How 'Bout Them Knockers: LA Gourmet Pizza
2709 McKinney Ave.
Promised delivery time: 1:15
Actual delivery time: 1:29
Getting the "L.A." theme for Oscar night: 10
Online ordering convenience: 9
Promising pizza names like "Meat Land": 20
Boldness of a small-town Kentucky-based pizza chain with Hollywood aspirations: 9
Putting the word "gourmet" in their name: -5
Minutes between first bite and onset of grease-induced coma: (minus) 35
It's pizza, and someone brings it to you: 39
LA Gourmet Pizza 47
The red-carpet conversation was riveting, the dead animals slung playfully across Whoopi Goldberg's shoulders, and dinnertime last night saw me craving just a taste of the sweet SoCal life I saw on my TV.
So turning to my local delivery options, it seemed right to go with Uptown's LA Gourmet Pizza. The name conjured all the sun-baked luxury of that Dallas of the West, and gourmet too.

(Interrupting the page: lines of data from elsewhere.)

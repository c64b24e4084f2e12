//! remote-exec binary entry point.

use remote_exec::api::{serve_with_state, AppState};
use remote_exec::cli::{self, parse_args};
use remote_exec::config::Config;
use remote_exec::logging;
use tracing::{info, warn};

#[tokio::main]
async fn main() -> remote_exec::Result<()> {
    let args = parse_args()?;

    if args.help {
        cli::print_help();
        return Ok(());
    }

    if args.version {
        cli::print_version();
        return Ok(());
    }

    let config = Config::load(&args)?;

    if logging::init_with_filter(config.log_filter()).is_err() {
        eprintln!("logging already initialized");
    }

    info!("remote-exec v{}", env!("CARGO_PKG_VERSION"));

    let server_config = config.to_server_config()?;
    let executor_config = config.to_executor_config();

    info!(
        shell = %executor_config.shell,
        default_timeout_secs = executor_config.default_timeout.as_secs(),
        "Command executor ready"
    );

    if server_config.host != "127.0.0.1" && server_config.host != "::1" {
        warn!(
            "Listening on {} without authentication; any client that can reach it can run commands",
            server_config.host
        );
    }

    serve_with_state(server_config, AppState::with_config(executor_config)).await
}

Actually, I wanted to order Indian and write something with a Slumdog theme, but Kalachandji's don't deliver. And neither would LA Gourmet, as it turned out -- not to Lakewood, where I live. But as Megan wrote earlier, Diningin.com would cross the restaurant's usual delivery lines -- and pocket a six-buck kickback for the trouble.
So the delivery would be a collaboration, like any big Hollywood production. If the food left me with a feel-good finish, fast and flavorful as Slumdog, I'd give both the restaurant and the delivery agents their due. If the meal just didn't work -- bad taste, bad timing, whatever -- they'd have to share the blame.

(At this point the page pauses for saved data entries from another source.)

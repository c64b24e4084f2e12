//! API layer for remote-exec.
//!
//! This module exposes the command executor over HTTP.
//!
//! ## Endpoints
//!
//! - `GET /health` - Health check
//! - `GET /api/v1` - API information
//! - `POST /api/v1/exec` - Run one command and return its output
//!
//! ## Example
//!
//! ```no_run
//! use remote_exec::api::{ServerConfig, serve};
//!
//! #[tokio::main]
//! async fn main() -> remote_exec::Result<()> {
//!     let config = ServerConfig::new("127.0.0.1", 3000);
//!     serve(config).await
//! }
//! ```

pub mod handlers;
pub mod router;
pub mod types;

// Re-export commonly used types
pub use handlers::AppState;
pub use router::{create_router, create_router_with_state, serve, serve_with_state, ServerConfig};
pub use types::{ExecRequest, ExecResponse, RequestError};
use std::io;

use thiserror::Error;

/// Errors produced while encoding, decoding, or resolving DNS messages.
#[derive(Debug, Error)]
pub enum DnsError {
    /// The frame is shorter than the fixed 12-byte header.
    #[error("frame too short for the 12-byte DNS header")]
    MalformedHeader,

    /// A field or rdata read ran past the end of the frame.
    #[error("field extends past the end of the frame")]
    TruncatedFrame,

    /// A compression pointer referenced an offset with no recorded label.
    #[error("compression pointer targets offset {0} where no label was recorded")]
    InvalidLabelReference(usize),

    /// A single label exceeded the 63-byte wire limit.
    #[error("label `{0}` exceeds 63 bytes")]
    LabelTooLong(String),

    /// The encoded name exceeded the 255-byte wire limit.
    #[error("encoded name is {0} bytes, limit is 255")]
    NameTooLong(usize),

    /// A label contained bytes that are not valid UTF-8.
    #[error("label contains invalid UTF-8")]
    InvalidLabel,

    /// Sending to or receiving from the upstream resolver failed.
    #[error("upstream exchange failed: {0}")]
    Forwarding(#[from] io::Error),

    /// The upstream resolver address did not parse as IPv4 `host[:port]`.
    #[error("invalid resolver address `{0}`")]
    InvalidResolverAddress(String),
}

The menu was promising, and Diningin.com's ordering process worked great, so I had high hopes as I watched their online clock count down. But between the 90-minute delivery and the ugly toppings stuck in the cheese, the whole thing was kind of a letdown -- like I'd called up Frank Langella asking for Frost/Nixon, and Renny Harlin knocked at my door holding Cutthroat Island and a side of ranch dressing.
Their menu was probably the best part of the whole process -- with pizza names like "Casablanca" and "Rodeo Drive", I had plenty of options for stirring up some Hollywood imagery. I went with two small pizzas -- the same price as one medium -- and decided finally on the "West Coast Breeze", a veggie option with buffalo mozzarella, tomatoes and basil, and the awesomely named "Meat Land". This could be the best thing anyone has ever named a pizza, and here on Oscar night, it reminded me of stories about the "Hollywood" sign. I imagined the pizza's name in big white letters overlooking a city in big white letters, until the last four letters were torn down for lumber or blown up by the Rocketeer, leaving few who around who recalled the days when the hillside said anything but "MEAT"

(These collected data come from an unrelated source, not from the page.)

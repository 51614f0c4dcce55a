use std::net::Ipv4Addr;

use bytes::{BufMut, BytesMut};

use crate::dns_label::{DomainName, LabelCache};
use crate::error::DnsError;

/// Record type for IPv4 host addresses, the only type this server originates.
pub const TYPE_A: u16 = 1;
/// The Internet class.
pub const CLASS_IN: u16 = 1;

/// One entry of the question section: name, query type, query class.
#[derive(Debug, Clone, PartialEq, Eq)]
pub struct Question {
    pub name: DomainName,
    pub qtype: u16,
    pub qclass: u16,
}

impl Question {
    /// Decode a question at `cursor`, returning it with the advanced cursor.
    pub fn decode(
        frame: &[u8],
        cursor: usize,
        cache: &mut LabelCache,
    ) -> Result<(Self, usize), DnsError> {
        let (name, cursor) = DomainName::decode(frame, cursor, cache)?;

        let fields = frame
            .get(cursor..cursor + 4)
            .ok_or(DnsError::TruncatedFrame)?;
        let qtype = u16::from_be_bytes([fields[0], fields[1]]);
        let qclass = u16::from_be_bytes([fields[2], fields[3]]);

        Ok((Self { name, qtype, qclass }, cursor + 4))
    }

    /// Exact encoded size, used to pre-size response buffers.
    pub fn encoded_len(&self) -> usize {
        self.name.encoded_len() + 4
    }

    /// Append the wire form to `buf`.
    pub fn encode(&self, buf: &mut BytesMut) -> Result<(), DnsError> {
        buf.put_slice(&self.name.encode()?);
        buf.put_u16(self.qtype);
        buf.put_u16(self.qclass);
        Ok(())
    }
}

/// A resource record; answer, authority, and additional entries all share
/// this layout on the wire.
///
/// Only A-record rdata is ever interpreted; anything else that arrives
/// from upstream is relayed as opaque bytes. RDLENGTH is derived from
/// `rdata` at encode time so the two can never disagree.
#[derive(Debug, Clone, PartialEq, Eq)]
pub struct ResourceRecord {
    pub name: DomainName,
    pub rtype: u16,
    pub rclass: u16,
    pub ttl: u32,
    pub rdata: Vec<u8>,
}

impl ResourceRecord {
    /// Build an A record for an IPv4 address.
    pub fn a_record(name: DomainName, ttl: u32, ip: Ipv4Addr) -> Self {
        Self {
            name,
            rtype: TYPE_A,
            rclass: CLASS_IN,
            ttl,
            rdata: ip.octets().to_vec(),
        }
    }

    /// Decode a record at `cursor`, returning it with the advanced cursor.
    pub fn decode(
        frame: &[u8],
        cursor: usize,
        cache: &mut LabelCache,
    ) -> Result<(Self, usize), DnsError> {
        let (name, cursor) = DomainName::decode(frame, cursor, cache)?;

        let fields = frame
            .get(cursor..cursor + 10)
            .ok_or(DnsError::TruncatedFrame)?;
        let rtype = u16::from_be_bytes([fields[0], fields[1]]);
        let rclass = u16::from_be_bytes([fields[2], fields[3]]);
        let ttl = u32::from_be_bytes([fields[4], fields[5], fields[6], fields[7]]);
        let rdlength = u16::from_be_bytes([fields[8], fields[9]]) as usize;

        let data_start = cursor + 10;
        let rdata = frame
            .get(data_start..data_start + rdlength)
            .ok_or(DnsError::TruncatedFrame)?
            .to_vec();

        Ok((
            Self {
                name,
                rtype,
                rclass,
                ttl,
                rdata,
            },
            data_start + rdlength,
        ))
    }

    /// Exact encoded size: name, ten fixed bytes, rdata.
    pub fn encoded_len(&self) -> usize {
        self.name.encoded_len() + 10 + self.rdata.len()
    }

    /// Append the wire form to `buf`.
    pub fn encode(&self, buf: &mut BytesMut) -> Result<(), DnsError> {
        buf.put_slice(&self.name.encode()?);
        buf.put_u16(self.rtype);
        buf.put_u16(self.rclass);
        buf.put_u32(self.ttl);
        buf.put_u16(self.rdata.len() as u16);
        buf.put_slice(&self.rdata);
        Ok(())
    }
}

#[cfg(test)]
mod tests {
    use super::*;

    fn encode_question(question: &Question) -> Vec<u8> {
        let mut buf = BytesMut::new();
        question.encode(&mut buf).unwrap();
        buf.to_vec()
    }

    fn encode_record(record: &ResourceRecord) -> Vec<u8> {
        let mut buf = BytesMut::new();
        record.encode(&mut buf).unwrap();
        buf.to_vec()
    }

    #[test]
    fn test_question_roundtrip() {
        let question = Question {
            name: DomainName::from("example.com"),
            qtype: TYPE_A,
            qclass: CLASS_IN,
        };

        let bytes = encode_question(&question);
        assert_eq!(bytes.len(), question.encoded_len());

        let mut cache = LabelCache::new();
        let (parsed, cursor) = Question::decode(&bytes, 0, &mut cache).unwrap();
        assert_eq!(parsed, question);
        assert_eq!(cursor, bytes.len());
    }

    #[test]
    fn test_question_truncated_fields() {
        let name = DomainName::from("example.com").encode().unwrap();
        let mut bytes = name.clone();
        bytes.extend_from_slice(&[0, 1]); // type only, class missing

        let mut cache = LabelCache::new();
        let result = Question::decode(&bytes, 0, &mut cache);
        assert!(matches!(result, Err(DnsError::TruncatedFrame)));
    }

    #[test]
    fn test_a_record_construction() {
        let record = ResourceRecord::a_record(
            DomainName::from("example.com"),
            60,
            Ipv4Addr::new(8, 8, 8, 8),
        );

        assert_eq!(record.rtype, TYPE_A);
        assert_eq!(record.rclass, CLASS_IN);
        assert_eq!(record.ttl, 60);
        assert_eq!(record.rdata, vec![8, 8, 8, 8]);
    }

    #[test]
    fn test_record_roundtrip() {
        let record = ResourceRecord::a_record(
            DomainName::from("example.com"),
            300,
            Ipv4Addr::new(192, 168, 1, 1),
        );

        let bytes = encode_record(&record);
        assert_eq!(bytes.len(), record.encoded_len());

        let mut cache = LabelCache::new();
        let (parsed, cursor) = ResourceRecord::decode(&bytes, 0, &mut cache).unwrap();
        assert_eq!(parsed, record);
        assert_eq!(cursor, bytes.len());
    }

    #[test]
    fn test_record_rdata_past_frame_end() {
        let record = ResourceRecord::a_record(
            DomainName::from("example.com"),
            60,
            Ipv4Addr::new(1, 2, 3, 4),
        );

        let bytes = encode_record(&record);
        let truncated = &bytes[..bytes.len() - 2];

        let mut cache = LabelCache::new();
        let result = ResourceRecord::decode(truncated, 0, &mut cache);
        assert!(matches!(result, Err(DnsError::TruncatedFrame)));
    }

    #[test]
    fn test_opaque_rdata_is_preserved() {
        let record = ResourceRecord {
            name: DomainName::from("example.com"),
            rtype: 16, // TXT, relayed without interpretation
            rclass: CLASS_IN,
            ttl: 120,
            rdata: b"\x0bhello world".to_vec(),
        };

        let bytes = encode_record(&record);
        let mut cache = LabelCache::new();
        let (parsed, _) = ResourceRecord::decode(&bytes, 0, &mut cache).unwrap();
        assert_eq!(parsed.rdata, record.rdata);
    }
}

I was impressed by the "Meat Land" concept, topped with Italian sausage, pepperoni, steak strips, Canadian bacon and meatballs, but its execution was more grease than flavor. There wasn't much of any meat but the pepperoni, and the pieces of steak looked especially rough.
The "West Coast Breeze" came off better, with a nice basil and tomato combination and what but by the time the pizza had arrived -- 15 minutes late -- it had a lukewarm, congealing look that left me thinking about a frozen CPK cheese and tomato pizza instead.
The delivery guy redeemed Diningin.com's performance by being very apologetic and sporting a full Sam Elliott-style handlebar 'stache, and promised they didn't usually run so late. For delivery from restaurants that wouldn't be options otherwise, I'd probably use them again, but this time next year I'll probably steer clear of any place with either "LA" or "Gourmet" in the name.